### DATA FOR ANALYSIS
//! CLI-specific error types
//!
//! All CLI errors end the process with a non-zero exit code.

use std::fmt;
use std::io;

use crate::error::NodeError;
use crate::store::StoreError;

/// CLI error codes
#[derive(Debug, Clone, PartialEq, Eq)]
pub enum CliErrorCode {
    /// Configuration file error
    ConfigError,
    /// I/O error (files, stdout)
    IoError,
    /// Image or index contents are inconsistent
    Corruption,
    /// Any other index failure
    IndexError,
}

impl CliErrorCode {
    /// Get the error code string
    pub fn code(&self) -> &'static str {
        match self {
            Self::ConfigError => "ND_CLI_CONFIG_ERROR",
            Self::IoError => "ND_CLI_IO_ERROR",
            Self::Corruption => "ND_CLI_CORRUPTION",
            Self::IndexError => "ND_CLI_INDEX_ERROR",
        }
    }
}

/// CLI error
#[derive(Debug)]
pub struct CliError {
    code: CliErrorCode,
    message: String,
}

impl CliError {
    /// Create a new CLI error
    pub fn new(code: CliErrorCode, message: impl Into<String>) -> Self {
        Self {
            code,
            message: message.into(),
        }
    }

    /// Config error
    pub fn config_error(msg: impl Into<String>) -> Self {
        Self::new(CliErrorCode::ConfigError, msg)
    }

    /// I/O error
    pub fn io_error(msg: impl Into<String>) -> Self {
        Self::new(CliErrorCode::IoError, msg)
    }

    /// Corrupt image or index
    pub fn corruption(msg: impl Into<String>) -> Self {
        Self::new(CliErrorCode::Corruption, msg)
    }

    /// Get the error code
    pub fn code(&self) -> &CliErrorCode {
        &self.code
    }

    /// Get the error code string
    pub fn code_str(&self) -> &'static str {
        self.code.code()
    }

    /// Get the error message
    pub fn message(&self) -> &str {
        &self.message
    }
}

impl fmt::Display for CliError {
    fn fmt(&self, f: &mut fmt::Formatter<'_>) -> fmt::Result {
        write!(f, "{}: {}", self.code.code(), self.message)
    }
}

impl std::error::Error for CliError {}

impl From<io::Error> for CliError {
    fn from(e: io::Error) -> Self {
        Self::io_error(e.to_string())
    }
}

impl From<serde_json::Error> for CliError {
    fn from(e: serde_json::Error) -> Self {
        Self::io_error(format!("JSON error: {}", e))
    }
}

impl From<NodeError> for CliError {
    fn from(e: NodeError) -> Self {
        match e {
            NodeError::Config(msg) => Self::config_error(msg),
            NodeError::Io(e) => Self::io_error(e.to_string()),
            e if e.is_corruption() => Self::corruption(e.to_string()),
            e => Self::new(CliErrorCode::IndexError, e.to_string()),
        }
    }
}

impl From<StoreError> for CliError {
    fn from(e: StoreError) -> Self {
        NodeError::from(e).into()
    }
}

/// CLI result type
pub type CliResult<T> = Result<T, CliError>;
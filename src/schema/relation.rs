//! Relation fields
//!
//! Relations always come in pairs and every write updates both sides:
//!
//! - [`ManyToOne`] on the child points at a parent and is paired with a
//!   [`OneToMany`] backpointer list on the parent.
//! - [`OneToOne`] pairs one slot on each of two kinds.
//!
//! A side declared with [`Ownership::OwnedByReferent`] makes its holder owned
//! by whatever it points at. Once an owned record loses its last owner it is
//! deleted.
//!
//! Record layouts:
//!
//! ```text
//! ManyToOne slot:   [target address u64][index in target's list u32]
//! OneToMany slot:   [array address u64]
//! Backpointer array [len u32][capacity u32][address u64 * capacity]
//! OneToOne slot:    [referent address u64]
//! ```

use std::fmt;
use std::sync::{Arc, OnceLock};

use serde::Serialize;

use super::errors::{SchemaError, SchemaResult};
use super::field::FieldLifecycle;
use super::kind::KindId;
use crate::db::NodeDb;
use crate::error::{NodeError, NodeResult};
use crate::store::{Address, Store, StoreError, StoreResult};

/// Which side of a relation keeps records alive
#[derive(Debug, Clone, Copy, PartialEq, Eq, Serialize)]
#[serde(rename_all = "snake_case")]
pub enum Ownership {
    /// The holder is owned by the record it points at
    OwnedByReferent,
    /// Plain reference; no cascade
    Reference,
}

/// Where a relation slot lives: offset plus the kind that declares it.
#[derive(Debug, Clone)]
pub(crate) struct RelationSide {
    pub(crate) offset: u32,
    pub(crate) kind: KindId,
    pub(crate) kind_name: String,
    pub(crate) is_node: bool,
}

impl RelationSide {
    fn slot(&self, record: Address) -> Address {
        record.add(self.offset as u64)
    }
}

const ARRAY_HEADER: u64 = 8;
const MIN_ARRAY_CAPACITY: u32 = 4;

fn array_entry(array: Address, index: u32) -> Address {
    array.add(ARRAY_HEADER + index as u64 * Address::SIZE as u64)
}

fn array_len(store: &dyn Store, list: Address) -> StoreResult<u32> {
    let array = store.get_address(list)?;
    if array.is_null() {
        return Ok(0);
    }
    store.get_u32(array)
}

fn array_get(store: &dyn Store, list: Address, index: u32) -> StoreResult<Option<Address>> {
    let array = store.get_address(list)?;
    if array.is_null() || index >= store.get_u32(array)? {
        return Ok(None);
    }
    Ok(store.get_address(array_entry(array, index))?.non_null())
}

fn new_array(store: &mut dyn Store, capacity: u32) -> StoreResult<Address> {
    let size = capacity
        .checked_mul(Address::SIZE)
        .and_then(|bytes| bytes.checked_add(ARRAY_HEADER as u32))
        .ok_or_else(|| {
            let requested = capacity as u64 * Address::SIZE as u64 + ARRAY_HEADER as u64;
            StoreError::out_of_space(requested, u32::MAX as u64)
        })?;
    let array = store.allocate(size)?;
    store.put_u32(array.add(4), capacity)?;
    Ok(array)
}

/// Appends `element` to the backpointer list at `list` and returns its index.
fn array_push(store: &mut dyn Store, list: Address, element: Address) -> StoreResult<u32> {
    let mut array = store.get_address(list)?;
    if array.is_null() {
        array = new_array(store, MIN_ARRAY_CAPACITY)?;
        store.put_address(list, array)?;
    }
    let len = store.get_u32(array)?;
    let capacity = store.get_u32(array.add(4))?;
    if len == capacity {
        let grown = new_array(store, capacity.saturating_mul(2))?;
        let mut entries = vec![0u8; len as usize * Address::SIZE as usize];
        store.read(array_entry(array, 0), &mut entries)?;
        store.write(array_entry(grown, 0), &entries)?;
        store.put_u32(grown, len)?;
        store.free(array)?;
        store.put_address(list, grown)?;
        array = grown;
    }
    store.put_address(array_entry(array, len), element)?;
    store.put_u32(array, len + 1)?;
    Ok(len)
}

/// Removes entry `index`, which must hold `expected`, by moving the last
/// entry into its place. Returns the moved entry.
fn array_swap_remove(
    store: &mut dyn Store,
    list: Address,
    index: u32,
    expected: Address,
) -> NodeResult<Option<Address>> {
    let array = store.get_address(list)?;
    let len = if array.is_null() {
        0
    } else {
        store.get_u32(array)?
    };
    if index >= len || store.get_address(array_entry(array, index))? != expected {
        return Err(NodeError::corruption(
            list,
            format!("backpointer {} not found at index {}", expected, index),
        ));
    }

    let last = len - 1;
    let mut moved = None;
    if index != last {
        let tail = store.get_address(array_entry(array, last))?;
        store.put_address(array_entry(array, index), tail)?;
        moved = Some(tail);
    }
    if last == 0 {
        store.free(array)?;
        store.put_address(list, Address::NULL)?;
    } else {
        store.put_address(array_entry(array, last), Address::NULL)?;
        store.put_u32(array, last)?;
    }
    Ok(moved)
}
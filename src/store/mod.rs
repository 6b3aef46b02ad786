//! Backing store for nodedb
//!
//! Records live in a byte-addressable, growable medium. This layer only
//! hands out blocks and moves bytes; it knows nothing about kinds or tags.
//!
//! # Design Principles
//!
//! - Addresses are stable for the lifetime of a block
//! - Address zero is the null address and is never allocated
//! - Freed blocks are reclaimed by the store, not by callers
//! - All multi-byte values are little-endian

mod address;
mod backend;
mod errors;
mod image;
mod memory;

pub use address::Address;
pub use backend::Store;
pub use errors::{Severity, StoreError, StoreErrorCode, StoreResult};
pub use image::{decode_image, encode_image, load_image, save_image, IMAGE_VERSION};
pub use memory::{MemoryStore, BLOCK_HEADER_SIZE, CHUNK_SIZE, DATA_AREA_OFFSET, DEFAULT_MAX_SIZE};
//! Annotation element values
//!
//! Each pair is owned by the binding it annotates and owns its value
//! constant.

use std::any::Any;

use super::binding::BindingRecord;
use super::constant::{Constant, ConstantKinds, Slot};
use super::index::CodeIndex;
use super::tags;
use crate::error::NodeResult;
use crate::registry::{Node, NodeTypeRegistry, Tag};
use crate::schema::{Kind, KindBuilder, ManyToOne, OneToOne, Ownership, SchemaResult, StringField};
use crate::store::Address;

pub(crate) struct AnnotationKinds {
    pub(crate) kind: Kind,
    pub(crate) owner: ManyToOne,
    pub(crate) name: StringField,
    pub(crate) value: OneToOne,
}

impl AnnotationKinds {
    pub(crate) fn declare(
        types: &mut NodeTypeRegistry,
        constants: &ConstantKinds,
    ) -> SchemaResult<Self> {
        let mut builder = KindBuilder::node("AnnotationValuePair");
        let owner = builder.add_many_to_one("owner", Ownership::OwnedByReferent);
        let name = builder.add_string("name");
        let value = builder.add_one_to_one_inverse(
            "value",
            Ownership::Reference,
            &constants.parent_annotation_value,
        )?;
        let kind = builder.finish();
        types.register(tags::ANNOTATION_VALUE_PAIR, &kind, |address| {
            Box::new(AnnotationValuePair { address })
        })?;
        Ok(Self {
            kind,
            owner,
            name,
            value,
        })
    }
}

/// `name = value` element of an annotation on a binding
#[derive(Debug, Clone, Copy, PartialEq, Eq)]
pub struct AnnotationValuePair {
    address: Address,
}

impl AnnotationValuePair {
    pub(crate) fn at(address: Address) -> Self {
        Self { address }
    }

    /// Creates a pair owned by `owner`.
    pub fn create<B: BindingRecord>(index: &mut CodeIndex, owner: &B, name: &str) -> NodeResult<Self> {
        let (schema, db) = index.parts_mut();
        let k = &schema.annotation;
        let address = db.allocate(&k.kind)?;
        k.name.put(db.store_mut(), address, name)?;
        k.owner.put(db, address, Some(owner.address()))?;
        Ok(Self { address })
    }

    pub fn from_address(index: &CodeIndex, address: Address) -> NodeResult<Self> {
        index
            .db()
            .check_kind(address, &index.schema().annotation.kind)?;
        Ok(Self { address })
    }

    pub fn address(&self) -> Address {
        self.address
    }

    pub fn name(&self, index: &CodeIndex) -> NodeResult<String> {
        let k = &index.schema().annotation;
        Ok(k.name.get(index.db().store(), self.address)?)
    }

    /// The annotated binding
    pub fn owner(&self, index: &CodeIndex) -> NodeResult<Option<Box<dyn Node>>> {
        let k = &index.schema().annotation;
        match k.owner.get(index.db().store(), self.address)? {
            Some(owner) => Ok(Some(index.db().load(owner)?)),
            None => Ok(None),
        }
    }

    pub fn value(&self, index: &CodeIndex) -> NodeResult<Option<Constant>> {
        let k = &index.schema().annotation;
        match k.value.get(index.db().store(), self.address)? {
            Some(value) => Ok(Some(Constant::from_address(index, value)?)),
            None => Ok(None),
        }
    }

    /// Replaces the value. The previous value is deleted; the new one is
    /// detached from any other parent.
    pub fn set_value(&self, index: &mut CodeIndex, value: Option<Constant>) -> NodeResult<()> {
        let (schema, db) = index.parts_mut();
        schema
            .annotation
            .value
            .put(db, self.address, value.map(|v| v.address()))?;
        match value {
            Some(value) => value.clear_other_parents(index, Slot::Annotation),
            None => Ok(()),
        }
    }

    pub fn delete(self, index: &mut CodeIndex) -> NodeResult<()> {
        index.delete(self.address)
    }
}

impl Node for AnnotationValuePair {
    fn address(&self) -> Address {
        self.address
    }

    fn tag(&self) -> Tag {
        tags::ANNOTATION_VALUE_PAIR
    }

    fn as_any(&self) -> &dyn Any {
        self
    }
}
use std::fmt;

use tracing::{debug, trace};

use crate::board::Board;
use crate::error::MoveError;
use crate::history::MoveRecord;
use crate::types::{Action, Coord, GameResult, Outcome, Player, Snapshot, Square};

/// A single Othello game: board, turn, flow flags and undo history.
///
/// The only ways to change a game are [`Game::apply`] (or
/// [`Game::try_apply`]) and [`Game::undo`]. Both are all-or-nothing.
#[derive(Debug, Clone, PartialEq, Eq, Hash)]
pub struct Game {
    board: Board,
    current_player: Player,
    has_legal_move: bool,
    is_game_over: bool,
    history: Vec<MoveRecord>,
}

impl Game {
    /// Starting position with Black to move.
    pub fn new() -> Self {
        Self {
            board: Board::new(),
            current_player: Player::Black,
            has_legal_move: true,
            is_game_over: false,
            history: Vec::new(),
        }
    }

    pub fn board(&self) -> &Board {
        &self.board
    }

    pub fn contents(&self, at: Coord) -> Square {
        self.board.contents(at)
    }

    pub fn score(&self, player: Player) -> u8 {
        self.board.score(player)
    }

    pub fn black_score(&self) -> u8 {
        self.board.score(Player::Black)
    }

    pub fn white_score(&self) -> u8 {
        self.board.score(Player::White)
    }

    pub fn empty_count(&self) -> u8 {
        self.board.empty_count()
    }

    pub fn current_player(&self) -> Player {
        self.current_player
    }

    pub fn other_player(&self) -> Player {
        !self.current_player
    }

    /// Whether the side to move has at least one legal placement.
    pub fn has_legal_move(&self) -> bool {
        self.has_legal_move
    }

    pub fn is_game_over(&self) -> bool {
        self.is_game_over
    }

    pub fn can_undo(&self) -> bool {
        !self.history.is_empty()
    }

    /// Applied actions, oldest first.
    pub fn history(&self) -> &[MoveRecord] {
        &self.history
    }

    pub fn last_move(&self) -> Option<&MoveRecord> {
        self.history.last()
    }

    /// Legal placements for the side to move in row-major order.
    pub fn legal_moves(&self) -> Vec<Coord> {
        self.board.legal_moves(self.current_player)
    }

    pub fn is_legal(&self, action: impl Into<Action>) -> bool {
        self.check(action.into()).is_ok()
    }

    /// `None` until the game is over.
    pub fn outcome(&self) -> Option<Outcome> {
        self.is_game_over
            .then(|| Outcome::from_scores(self.black_score(), self.white_score()))
    }

    /// The player with strictly more pieces once the game is over.
    pub fn winner(&self) -> Option<Player> {
        self.outcome().and_then(Outcome::winner)
    }

    /// Status line: whose turn it is, or how the game ended.
    pub fn status(&self) -> String {
        match self.outcome() {
            Some(outcome) => outcome.to_string(),
            None => format!("{}'s turn", self.current_player),
        }
    }

    /// Applies a placement or a pass for the side to move.
    ///
    /// Returns `false`, with nothing changed, if the action is illegal.
    /// [`Coord::PASS`] is accepted as a pass.
    pub fn apply(&mut self, action: impl Into<Action>) -> bool {
        self.try_apply(action).is_ok()
    }

    /// Like [`Game::apply`], but reports why an action was rejected and
    /// returns the record pushed onto the history on success.
    pub fn try_apply(&mut self, action: impl Into<Action>) -> Result<MoveRecord, MoveError> {
        let action = action.into();
        if let Err(err) = self.check(action) {
            debug!(player = %self.current_player, %action, %err, "action rejected");
            return Err(err);
        }

        let record = match action {
            Action::Pass => MoveRecord::Pass,
            Action::Place(at) => {
                let flips = self
                    .board
                    .place(self.current_player, at)
                    .ok_or(MoveError::NoBracket(at))?;
                MoveRecord::Placement {
                    location: at,
                    flips,
                }
            }
        };

        trace!(
            player = %self.current_player,
            %action,
            flipped = record.total_flipped(),
            "action applied"
        );
        self.history.push(record);
        self.end_turn();

        Ok(record)
    }

    /// Takes back the most recent action. Does nothing on an empty history.
    pub fn undo(&mut self) {
        let Some(record) = self.history.pop() else {
            return;
        };

        let mover = !self.current_player;
        match record {
            MoveRecord::Pass => {
                self.has_legal_move = false;
            }
            MoveRecord::Placement { location, flips } => {
                self.board.unplace(mover, location, &flips);
                self.has_legal_move = true;
            }
        }
        self.is_game_over = false;
        self.current_player = mover;

        trace!(player = %mover, action = %Action::from(record.location()), "action undone");
    }

    /// Serializable view for outer layers.
    pub fn snapshot(&self) -> Snapshot {
        let (black_count, white_count) = self.board.count();
        Snapshot {
            board: self.board.to_array().to_vec(),
            current_player: self.current_player.code(),
            black_count,
            white_count,
            has_legal_move: self.has_legal_move,
            is_game_over: self.is_game_over,
            can_undo: self.can_undo(),
            legal_moves: self.legal_moves(),
        }
    }

    /// `None` until the game is over.
    pub fn result(&self) -> Option<GameResult> {
        let outcome = self.outcome()?;
        let (black_count, white_count) = self.board.count();
        Some(GameResult {
            winner: outcome.winner().map_or(0, Player::code),
            black_count,
            white_count,
        })
    }

    /// Validates `action` without touching any state.
    fn check(&self, action: Action) -> Result<(), MoveError> {
        if self.is_game_over {
            return Err(MoveError::GameOver);
        }

        match action {
            Action::Pass if self.has_legal_move => Err(MoveError::PassWithLegalMove),
            Action::Pass => Ok(()),
            Action::Place(at) => match self.board.contents(at) {
                Square::OffBoard => Err(MoveError::OffBoard(at)),
                Square::Black | Square::White => Err(MoveError::Occupied(at)),
                Square::Empty if self.board.is_legal(self.current_player, at) => Ok(()),
                Square::Empty => Err(MoveError::NoBracket(at)),
            },
        }
    }

    /// Hands the turn over and recomputes the flow flags.
    /// The game ends when neither side can place a piece.
    fn end_turn(&mut self) {
        self.current_player = !self.current_player;
        self.has_legal_move = self.board.has_legal_move(self.current_player);
        self.is_game_over =
            !self.has_legal_move && !self.board.has_legal_move(!self.current_player);

        if self.is_game_over {
            debug!(
                black = self.black_score(),
                white = self.white_score(),
                "game over"
            );
        }
    }

    #[cfg(test)]
    fn from_position(board: Board, current_player: Player) -> Self {
        let mut game = Self {
            board,
            current_player: !current_player,
            has_legal_move: true,
            is_game_over: false,
            history: Vec::new(),
        };
        game.end_turn();
        game
    }
}

impl Default for Game {
    fn default() -> Self {
        Self::new()
    }
}

impl fmt::Display for Game {
    fn fmt(&self, f: &mut fmt::Formatter<'_>) -> fmt::Result {
        writeln!(f, "{}", self.board)?;
        write!(
            f,
            "Black {} - White {}  {}",
            self.black_score(),
            self.white_score(),
            self.status()
        )
    }
}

### REQUIREMENT
Your task is to restate, word for word, the lines from the beginning of the records to the line with "pub fn config_error(msg: impl", inclusive.

### SOLUTION TO THIS TASK
//! CLI-specific error types
//!
//! All CLI errors end the process with a non-zero exit code.

use std::fmt;
use std::io;

use crate::error::NodeError;
use crate::store::StoreError;

/// CLI error codes
#[derive(Debug, Clone, PartialEq, Eq)]
pub enum CliErrorCode {
    /// Configuration file error
    ConfigError,
    /// I/O error (files, stdout)
    IoError,
    /// Image or index contents are inconsistent
    Corruption,
    /// Any other index failure
    IndexError,
}

impl CliErrorCode {
    /// Get the error code string
    pub fn code(&self) -> &'static str {
        match self {
            Self::ConfigError => "ND_CLI_CONFIG_ERROR",
            Self::IoError => "ND_CLI_IO_ERROR",
            Self::Corruption => "ND_CLI_CORRUPTION",
            Self::IndexError => "ND_CLI_INDEX_ERROR",
        }
    }
}

/// CLI error
#[derive(Debug)]
pub struct CliError {
    code: CliErrorCode,
    message: String,
}

impl CliError {
    /// Create a new CLI error
    pub fn new(code: CliErrorCode, message: impl Into<String>) -> Self {
        Self {
            code,
            message: message.into(),
        }
    }

    /// Config error
    pub fn config_error(msg: impl Into<String>) -> Self {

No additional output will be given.